Understanding the influence factors of hydrological drought internal propagation (HDIP) is crucial for early detection of hydrological drought. However, the ‘false recovery’ (FR) during development of hydrological drought and ‘false intensification’ (FI) during the recovery stage were not considered. Here, the definitions of FR and FI were firstly introduced in detail. We define the FR that occurs during the drought intensification period and does not recover the hydrological drought to a normal pre-drought condition, and the FI that occurs during the drought recovery period and does not allow the hydrological drought to develop into maximum drought intensity. Then, we designed a numerical algorithm to assess the roles of the FR and FI during the hydrological drought by comparing two scenarios: 1) considering the FR and FI and 2) not including these two variables.
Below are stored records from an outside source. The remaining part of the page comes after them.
//! Repeated boosting runs with accuracy statistics.
use colored::Colorize;
use rand::prelude::*;
use serde::{Serialize, Deserialize};

use crate::{
    AdaBoost,
    BoostError,
    Dataset,
    LearnerKind,
    Result,
    Sample,
    SimpleClassifier,
    common::checker,
};
use crate::constants::{
    DEFAULT_REPEAT,
    DEFAULT_ROUNDS,
    DEFAULT_SEED,
    DEFAULT_TRAIN_FRACTION,
};
use super::config::RunConfig;
use super::logger::Logger;

use std::fmt;
use std::path::{Path, PathBuf};


/// How the ensemble of each run is evaluated.
#[derive(Debug, Clone, Copy, PartialEq, Serialize, Deserialize)]
pub enum Scheme {
    /// Every run splits the sample anew,
    /// trains on `fraction` of it and tests on the rest.
    SplitInTwo {
        /// Fraction of the training part, in `(0, 1)`.
        fraction: f64,
    },
    /// Train and test on the whole sample.
    TrainingSet,
    /// Train on the whole sample and test on a separate sample.
    TestingSet,
}


impl Default for Scheme {
    fn default() -> Self {
        Self::SplitInTwo { fraction: DEFAULT_TRAIN_FRACTION }
    }
}


/// Test accuracies of the runs of an [`Experiment`].
#[derive(Debug, Clone, PartialEq, Serialize, Deserialize)]
pub struct Summary {
    /// Test accuracy of each run.
    pub accuracies: Vec<f64>,
    /// Lowest accuracy.
    pub min: f64,
    /// Highest accuracy.
    pub max: f64,
    /// Average accuracy.
    pub mean: f64,
}


impl Summary {
    fn from_accuracies(accuracies: Vec<f64>) -> Self {
        let min = accuracies.iter()
            .copied()
            .fold(f64::INFINITY, f64::min);
        let max = accuracies.iter()
            .copied()
            .fold(f64::NEG_INFINITY, f64::max);
        let mean = accuracies.iter().sum::<f64>() / accuracies.len() as f64;
        Self { accuracies, min, max, mean }
    }
}


impl fmt::Display for Summary {
    fn fmt(&self, f: &mut fmt::Formatter<'_>) -> fmt::Result {
        write!(
            f,
            "{} runs: min {:.4}, max {:.4}, mean {:.4}",
            self.accuracies.len(),
            self.min,
            self.max,
            self.mean,
        )
    }
}


/// Runs [`AdaBoost`] several times and summarizes the test accuracies.
///
/// Run `r` (0-based) seeds its random source with `seed + r`
/// and starts from a fresh uniform distribution.
///
/// ```no_run
/// use weakboost::prelude::*;
///
/// let sample = SampleReader::default()
///     .file("iris.csv")
///     .has_header(true)
///     .read()
///     .unwrap();
/// let summary = Experiment::new(&sample)
///     .scheme(Scheme::SplitInTwo { fraction: 0.6 })
///     .learner(LearnerKind::Gaussian)
///     .rounds(20)
///     .repeat(10)
///     .run()
///     .unwrap();
/// println!("{summary}");
/// ```
pub struct Experiment<'a> {
    train: &'a Sample,
    test: Option<&'a Sample>,
    scheme: Scheme,
    rounds: usize,
    learner: LearnerKind,
    stop_on_convergence: bool,
    repeat: usize,
    seed: u64,
    verbose: bool,
    print_every: usize,
    log_file: Option<PathBuf>,
}


impl<'a> Experiment<'a> {
    /// Construct an experiment on `train`.
    pub fn new(train: &'a Sample) -> Self {
        Self {
            train,
            test: None,
            scheme: Scheme::default(),
            rounds: DEFAULT_ROUNDS,
            learner: LearnerKind::default(),
            stop_on_convergence: false,
            repeat: DEFAULT_REPEAT,
            seed: DEFAULT_SEED,
            verbose: false,
            print_every: usize::MAX,
            log_file: None,
        }
    }


    /// Applies the settings of `config`.
    /// The samples are not read; see [`RunConfig::read_samples`].
    pub fn with_config(mut self, config: &RunConfig) -> Self {
        self.scheme = config.scheme();
        self.rounds = config.rounds;
        self.learner = config.learner;
        self.stop_on_convergence = config.stop_on_convergence;
        self.repeat = config.repeat;
        self.seed = config.seed;
        self.print_every = config.print_every.unwrap_or(usize::MAX);
        self.log_file = config.log_file.clone();
        self
    }


    /// Set the evaluation scheme.
    pub fn scheme(mut self, scheme: Scheme) -> Self {
        self.scheme = scheme;
        self
    }


    /// Set the testing sample for [`Scheme::TestingSet`].
    pub fn test_sample(mut self, test: &'a Sample) -> Self {
        self.test = Some(test);
        self
    }


    /// Set the maximum number of rounds of each run.
    pub fn rounds(mut self, rounds: usize) -> Self {
        self.rounds = rounds;
        self
    }


    /// Set the weak learner.
    pub fn learner(mut self, learner: LearnerKind) -> Self {
        self.learner = learner;
        self
    }


    /// Stop each run once the ensemble fits its training part.
    pub fn stop_on_convergence(mut self, flag: bool) -> Self {
        self.stop_on_convergence = flag;
        self
    }


    /// Set the number of runs.
    pub fn repeat(mut self, repeat: usize) -> Self {
        self.repeat = repeat;
        self
    }


    /// Set the seed of the first run.
    pub fn seed(mut self, seed: u64) -> Self {
        self.seed = seed;
        self
    }


    /// Print the test accuracy of each run.
    pub fn verbose(mut self, flag: bool) -> Self {
        self.verbose = flag;
        self
    }


    /// Print the round statistics of each run every `round` rounds.
    /// `0` and `usize::MAX` print nothing.
    pub fn print_every(mut self, round: usize) -> Self {
        self.print_every = round;
        self
    }


    /// Write the round statistics of run `r` to `<stem>_<r>.csv`
    /// next to `path`.
    pub fn log_file<P: AsRef<Path>>(mut self, path: P) -> Self {
        self.log_file = Some(path.as_ref().to_path_buf());
        self
    }


    fn check(&self) -> Result<()> {
        checker::check_rounds(self.rounds)?;
        if self.repeat == 0 {
            return Err(BoostError::invalid("repeat", "must be positive"));
        }
        match self.scheme {
            Scheme::SplitInTwo { fraction } => {
                checker::check_fraction(fraction)?;
            },
            Scheme::TestingSet => {
                let test = self.test.ok_or_else(|| BoostError::invalid(
                    "test",
                    "the testing-set scheme needs a testing sample",
                ))?;
                checker::check_attributes(self.train.shape().1, test)?;
            },
            Scheme::TrainingSet => {},
        }
        Ok(())
    }


    /// Runs the experiment.
    pub fn run(&self) -> Result<Summary> {
        self.check()?;

        let mut accuracies = Vec::with_capacity(self.repeat);
        for r in 0..self.repeat {
            let mut rng = StdRng::seed_from_u64(self.seed.wrapping_add(r as u64));

            let accuracy = match self.scheme {
                Scheme::SplitInTwo { fraction } => {
                    let (train, test) = self.train
                        .split_in_two(fraction, &mut rng)?;
                    self.run_once(r, &train, &test, rng)?
                },
                Scheme::TrainingSet => {
                    self.run_once(r, self.train, self.train, rng)?
                },
                Scheme::TestingSet => {
                    let test = self.test.ok_or_else(|| BoostError::invalid(
                        "test",
                        "the testing-set scheme needs a testing sample",
                    ))?;
                    self.run_once(r, self.train, test, rng)?
                },
            };

            if self.verbose {
                println!(
                    "{} {}\t{}",
                    "[RUN]".bold().magenta(),
                    format!("{:>4}", r + 1).red(),
                    format!("{:>8.5}", accuracy).bold().yellow(),
                );
            }
            accuracies.push(accuracy);
        }

        Ok(Summary::from_accuracies(accuracies))
    }


    fn run_once(
        &self,
        r: usize,
        train: &Sample,
        test: &Sample,
        rng: StdRng,
    ) -> Result<f64>
    {
        let booster: AdaBoost<'_, SimpleClassifier> = AdaBoost::init(train)?
            .max_rounds(self.rounds)
            .stop_on_convergence(self.stop_on_convergence)
            .rng(rng);

        let mut logger = Logger::new(booster, self.learner.learner())
            .test_sample(test)
            .print_every(self.print_every);
        if let Some(path) = self.log_file.as_ref() {
            logger = logger.log_file(run_log_path(path, r));
        }

        let f = logger.run()?;
        f.test(test)
    }
}


// `out/adaboost.csv` becomes `out/adaboost_<r>.csv`.
fn run_log_path(path: &Path, r: usize) -> PathBuf {
    let stem = path.file_stem()
        .map(|stem| stem.to_string_lossy().into_owned())
        .unwrap_or_default();
    path.with_file_name(format!("{stem}_{r}.csv"))
}
use fixedbitset::FixedBitSet;
use rayon::prelude::*;

use crate::{
    Dataset,
    WeightedSample,
};
use crate::constants::MIN_WEIGHTED_ERROR;


/// A trait that defines the behavor of classifier.
/// You only need to implement [`Classifier::n_classes`] and
/// [`Classifier::predict`].
///
/// The provided methods compute the per-example correctness,
/// the (unweighted) accuracy, and the weighted error
/// that the boosting algorithms need from every weak hypothesis.
pub trait Classifier {
    /// Number of class labels this classifier may output.
    fn n_classes(&self) -> usize;


    /// Predicts the label of the given example.
    fn predict(&self, example: &[f64]) -> usize;


    /// Predicts the label of the `row`th example of `data`.
    /// Override this when the classifier reads a few attributes only.
    fn predict_row<D>(&self, data: &D, row: usize) -> usize
        where D: Dataset + ?Sized,
    {
        self.predict(&data.example(row))
    }


    /// Predicts the labels of `data`.
    fn predict_all<D>(&self, data: &D) -> Vec<usize>
        where D: Dataset + Sync + ?Sized,
              Self: Sync,
    {
        let n_sample = data.n_examples();
        (0..n_sample).into_par_iter()
            .map(|row| self.predict_row(data, row))
            .collect::<Vec<_>>()
    }


    /// Returns the set of examples of `data` classified correctly.
    fn correctness<D>(&self, data: &D) -> FixedBitSet
        where D: Dataset + ?Sized,
    {
        let n_sample = data.n_examples();
        let mut bits = FixedBitSet::with_capacity(n_sample);
        (0..n_sample).for_each(|row| {
            if self.predict_row(data, row) == data.class_label(row) {
                bits.put(row);
            }
        });
        bits
    }


    /// Returns the fraction of examples of `data` classified correctly.
    /// Every example counts the same, regardless of any distribution.
    fn accuracy<D>(&self, data: &D) -> f64
        where D: Dataset + ?Sized,
    {
        let n_sample = data.n_examples();
        if n_sample == 0 { return 0f64; }

        let n_correct = self.correctness(data).count_ones(..);
        n_correct as f64 / n_sample as f64
    }


    /// Returns the total weight of the misclassified examples.
    /// The value is at least `1e-6`.
    fn weighted_error<D>(&self, sample: &WeightedSample<'_, D>) -> f64
        where D: Dataset + ?Sized,
    {
        let correctness = self.correctness(sample.data());
        sample.weighted_error(&correctness)
            .max(MIN_WEIGHTED_ERROR)
    }
}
The monthly streamflow and precipitation records with at least 40 years of data for five unregulated and rainfall-driven basins with minimal human activities, located in southern China, were taken for the case study. Three evaluation indicators were considered, i.e., the average of relative error (Ave.RE), coefficient of determination (R2), and the Nash-Sutcliffe efficiency (NSE) coefficient, to evaluate the differences in tracking effect of HDIP under considering FR (FI) and without considering FR (FI). Results showed that the FI and the FR influence the hydrological drought intensification and recovery by changing the drought severity. The higher the FR is, the lower severity and slower intensification the drought has. A greater FI leads to a hydrological drought that has larger severity and slower recovery. Considering the substantial influence of FR and FI can significantly improve tracking effect of HDIP. The Ave.RE decreased by 36.01% (24.98%) on average, R2 and NSE increased by 22.22% (14.06%) and 39.19% (24.02%) on average in the development (recovery) period of hydrological drought. The FR (FI) during the hydrological drought is mainly caused by the occurrence of short duration precipitation events (precipitation shortage) in the study basins. Our findings highlight the role of FI and FR in hydrological drought and provide valuable scientific insights for tracking hydrological drought in real time.